LDS Audit

The Tower of Babel and Mormon Scripture I Ep. 1626 | LDS Discussions Ep. 13

The Tower of Babel and Mormon Scripture: When Literal History Meets Academic Scholarship

What happens when a religious tradition treats an ancient mythological narrative as historical fact? This question sits at the heart of a significant tension within Mormon truth claims, one that directly involves the Book of Mormon's foundational narrative.
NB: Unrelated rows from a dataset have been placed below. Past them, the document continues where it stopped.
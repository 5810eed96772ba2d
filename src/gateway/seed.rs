//! Demo dataset loaded by [`MockStore::seeded`](super::MockStore::seeded).

use crate::domain::{
    Alert, AlertKind, Category, ConfigValue, Configuration, Environment, MetricData,
    OverviewMetrics, PredictedIncident, Service, ServiceStatus, Situation, SituationStatus,
    Severity,
};
use chrono::{DateTime, Duration, Utc};
use std::collections::HashMap;

fn hours_ago(hours: i64) -> DateTime<Utc> {
    Utc::now() - Duration::hours(hours)
}

#[allow(clippy::too_many_arguments)]
fn service(
    id: &str,
    name: &str,
    description: &str,
    status: ServiceStatus,
    health: f64,
    response_time: u32,
    uptime: f64,
    version: &str,
    environment: Environment,
) -> Service {
    Service {
        id: id.to_string(),
        name: name.to_string(),
        description: description.to_string(),
        status,
        health,
        response_time,
        uptime,
        version: version.to_string(),
        environment,
        last_updated: hours_ago(1),
    }
}

pub(crate) fn services() -> Vec<Service> {
    vec![
        service(
            "1",
            "Authentication Service",
            "Handles user login, tokens and session management",
            ServiceStatus::Healthy,
            95.0,
            120,
            99.9,
            "2.4.1",
            Environment::Production,
        ),
        service(
            "2",
            "Payment Gateway",
            "Processes card payments and refunds",
            ServiceStatus::Warning,
            78.0,
            340,
            98.7,
            "1.9.0",
            Environment::Production,
        ),
        service(
            "3",
            "Database Service",
            "Primary relational storage cluster",
            ServiceStatus::Critical,
            45.0,
            890,
            95.2,
            "14.2",
            Environment::Production,
        ),
        service(
            "4",
            "API Gateway",
            "Routes and rate-limits public API traffic",
            ServiceStatus::Healthy,
            92.0,
            85,
            99.95,
            "3.1.0",
            Environment::Production,
        ),
        service(
            "5",
            "Email Service",
            "Transactional email delivery",
            ServiceStatus::Warning,
            62.0,
            450,
            97.8,
            "1.2.3",
            Environment::Staging,
        ),
    ]
}

pub(crate) fn situations() -> Vec<Situation> {
    vec![
        Situation {
            id: "1".to_string(),
            title: "Database connection pool exhaustion".to_string(),
            description: "Primary database is rejecting new connections under peak load"
                .to_string(),
            severity: Severity::Critical,
            status: SituationStatus::Investigating,
            created: hours_ago(6),
            updated: hours_ago(2),
            assignee: Some("oncall-db".to_string()),
            tags: vec!["database".to_string(), "performance".to_string()],
            affected_services: vec!["3".to_string(), "2".to_string()],
        },
        Situation {
            id: "2".to_string(),
            title: "Elevated payment latency".to_string(),
            description: "Checkout requests are taking over 300ms at p95".to_string(),
            severity: Severity::High,
            status: SituationStatus::Open,
            created: hours_ago(4),
            updated: hours_ago(4),
            assignee: None,
            tags: vec!["payments".to_string(), "latency".to_string()],
            affected_services: vec!["2".to_string()],
        },
        Situation {
            id: "3".to_string(),
            title: "Email queue backlog".to_string(),
            description: "Outbound email queue grew past its alerting threshold".to_string(),
            severity: Severity::Medium,
            status: SituationStatus::Resolved,
            created: hours_ago(30),
            updated: hours_ago(20),
            assignee: Some("platform".to_string()),
            tags: vec!["email".to_string()],
            affected_services: vec!["5".to_string()],
        },
    ]
}

pub(crate) fn alerts() -> Vec<Alert> {
    vec![
        Alert {
            id: "1".to_string(),
            message: "Database CPU above 90% for 10 minutes".to_string(),
            kind: AlertKind::Error,
            source: "Database Service".to_string(),
            timestamp: hours_ago(1),
            acknowledged: false,
        },
        Alert {
            id: "2".to_string(),
            message: "Payment Gateway response time degraded".to_string(),
            kind: AlertKind::Warning,
            source: "Payment Gateway".to_string(),
            timestamp: hours_ago(2),
            acknowledged: false,
        },
        Alert {
            id: "3".to_string(),
            message: "Authentication Service deployed 2.4.1".to_string(),
            kind: AlertKind::Success,
            source: "Deployments".to_string(),
            timestamp: hours_ago(5),
            acknowledged: true,
        },
        Alert {
            id: "4".to_string(),
            message: "Scheduled maintenance window tonight".to_string(),
            kind: AlertKind::Info,
            source: "Operations".to_string(),
            timestamp: hours_ago(8),
            acknowledged: false,
        },
    ]
}

fn setting(
    id: &str,
    category: Category,
    name: &str,
    description: &str,
    value: ConfigValue,
    editable: bool,
) -> Configuration {
    Configuration {
        id: id.to_string(),
        category,
        name: name.to_string(),
        description: description.to_string(),
        value,
        editable,
    }
}

pub(crate) fn configurations() -> Vec<Configuration> {
    vec![
        setting(
            "1",
            Category::Monitoring,
            "Check Interval",
            "Seconds between service health checks",
            ConfigValue::Number { value: 30.0 },
            true,
        ),
        setting(
            "2",
            Category::Monitoring,
            "Enable Tracing",
            "Collect distributed traces for sampled requests",
            ConfigValue::Boolean { value: true },
            true,
        ),
        setting(
            "3",
            Category::Alerting,
            "Escalation Policy",
            "Policy applied when an alert is not acknowledged",
            ConfigValue::Select {
                value: "standard".to_string(),
                options: vec![
                    "standard".to_string(),
                    "aggressive".to_string(),
                    "relaxed".to_string(),
                ],
            },
            true,
        ),
        setting(
            "4",
            Category::Notifications,
            "Notification Email",
            "Address that receives alert digests",
            ConfigValue::String {
                value: "ops@example.com".to_string(),
            },
            true,
        ),
        setting(
            "5",
            Category::Notifications,
            "Slack Notifications",
            "Post critical alerts to the incident channel",
            ConfigValue::Boolean { value: false },
            true,
        ),
        setting(
            "6",
            Category::Thresholds,
            "Response Time Threshold",
            "Milliseconds before a service is marked degraded",
            ConfigValue::Number { value: 500.0 },
            true,
        ),
        setting(
            "7",
            Category::Thresholds,
            "Data Retention",
            "Days of metric history kept (managed by the platform team)",
            ConfigValue::Number { value: 90.0 },
            false,
        ),
        setting(
            "8",
            Category::Alerting,
            "Alert Cooldown",
            "Minutes before the same alert can fire again",
            ConfigValue::Number { value: 15.0 },
            true,
        ),
    ]
}

fn series(label: &str, values: &[f64]) -> Vec<MetricData> {
    let points = values.len() as i64;
    values
        .iter()
        .enumerate()
        .map(|(i, value)| MetricData {
            timestamp: hours_ago(points - 1 - i as i64),
            value: *value,
            label: label.to_string(),
        })
        .collect()
}

/// Response time and uptime are generated from the live stats on every
/// overview call, so only the remaining series are stored.
pub(crate) fn metrics() -> OverviewMetrics {
    OverviewMetrics {
        throughput: series("Throughput", &[1200.0, 1350.0, 1280.0, 1420.0, 1510.0, 1390.0]),
        error_rate: series("Error Rate", &[0.4, 0.6, 1.1, 0.9, 0.7, 0.5]),
        ..OverviewMetrics::default()
    }
}

fn incident(hours_ahead: i64, kind: &str, probability: u8) -> PredictedIncident {
    PredictedIncident {
        time: Utc::now() + Duration::hours(hours_ahead),
        kind: kind.to_string(),
        probability,
    }
}

/// Incidents the forecaster expects, keyed by service id.
pub(crate) fn predicted_incidents() -> HashMap<String, Vec<PredictedIncident>> {
    HashMap::from([
        ("1".to_string(), vec![incident(8, "High Response Time", 15)]),
        (
            "2".to_string(),
            vec![
                incident(14, "Service Degradation", 65),
                incident(18, "Connection Timeout", 35),
            ],
        ),
        (
            "3".to_string(),
            vec![
                incident(2, "Service Outage", 85),
                incident(9, "Memory Leak", 70),
            ],
        ),
        ("5".to_string(), vec![incident(11, "Queue Overflow", 45)]),
    ])
}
The Tower of Babel account appears not only in the Bible's Genesis but also in the Book of Mormon through the story of the Jaredites. Yet modern scholars across religious and secular disciplines have reached broad consensus that the Tower of Babel, like the global flood and Adam and Eve, represents mythological literature rather than historical event. For members seeking intellectual consistency between their faith and documented history, understanding this gap matters profoundly.
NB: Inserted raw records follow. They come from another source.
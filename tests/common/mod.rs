//! Shared helpers for Watchtower integration tests.

#![allow(dead_code)]

use chrono::Utc;
use std::sync::Arc;
use watchtower::config::{GatewayConfig, HealthThresholds};
use watchtower::domain::{
    Category, ConfigValue, Configuration, Environment, NewService, NewSituation, Service,
    ServiceStatus, Severity, SituationStatus,
};
use watchtower::gateway::{Gateway, MockStore};
use watchtower::operations::Dashboard;

/// UUID v4 string length: "xxxxxxxx-xxxx-xxxx-xxxx-xxxxxxxxxxxx"
pub const UUID_V4_STRING_LEN: usize = 36;

/// Dashboard over a seeded store, latency disabled.
pub fn seeded_dashboard() -> Dashboard {
    Dashboard::new(Arc::new(Gateway::instant()))
}

/// Dashboard and its gateway, for tests that inject faults.
pub fn dashboard_with_gateway() -> (Dashboard, Arc<Gateway>) {
    let gateway = Arc::new(Gateway::instant());
    (Dashboard::new(gateway.clone()), gateway)
}

/// Dashboard whose every call sleeps `ms` milliseconds.
pub fn slow_dashboard(ms: u64) -> Dashboard {
    let config = GatewayConfig {
        latency_enabled: true,
        overview_ms: ms,
        health_ms: ms,
        list_ms: ms,
        situation_list_ms: ms,
        get_ms: ms,
        create_ms: ms,
        update_ms: ms,
        mutate_ms: ms,
        predictions_ms: ms,
    };
    Dashboard::new(Arc::new(Gateway::new(
        Arc::new(MockStore::seeded()),
        config,
        HealthThresholds::default(),
    )))
}

pub fn make_service(id: &str, status: ServiceStatus) -> Service {
    Service {
        id: id.to_string(),
        name: format!("service-{}", id),
        description: format!("test service {}", id),
        status,
        health: HealthThresholds::default().health_for(status),
        response_time: 100,
        uptime: 99.5,
        version: "1.0.0".to_string(),
        environment: Environment::Development,
        last_updated: Utc::now(),
    }
}

pub fn new_service(name: &str, status: ServiceStatus) -> NewService {
    NewService {
        name: name.to_string(),
        description: "created in test".to_string(),
        version: "0.1.0".to_string(),
        environment: Environment::Staging,
        status,
    }
}

pub fn new_situation(title: &str, tags: &str) -> NewSituation {
    NewSituation::from_form(
        title,
        "created in test",
        Severity::Medium,
        SituationStatus::Open,
        tags,
        "",
    )
}

pub fn number_setting(id: &str, value: f64, editable: bool) -> Configuration {
    Configuration {
        id: id.to_string(),
        category: Category::Monitoring,
        name: format!("setting-{}", id),
        description: String::new(),
        value: ConfigValue::Number { value },
        editable,
    }
}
The LDS Discussions podcast, in collaboration with Mormon Stories, has examined this discrepancy in detail. Their analysis reveals a structural problem: the Book of Mormon's entire historical narrative for the Jaredite civilization depends on the Tower of Babel being a literal, world-altering event. If it was not, the theological and historical foundations of Mormon scripture begin to crack.

Background: The Tower of Babel Across Traditions

The Tower of Babel story appears in Genesis 11:1–9, describing humanity's unified language and failed attempt to build a tower to heaven, resulting in divine confusion of tongues and human dispersal. The account explains linguistic diversity as divine punishment.

However, the historical record tells a different story. Hebrew scholars, including those cited by modern biblical commentators, have determined that Genesis itself was not written by Moses, a claim Joseph Smith explicitly made. Instead, linguistic analysis suggests the Tower of Babel narrative was composed relatively late in Israel's history, likely during or after the Babylonian captivity (6th century BCE).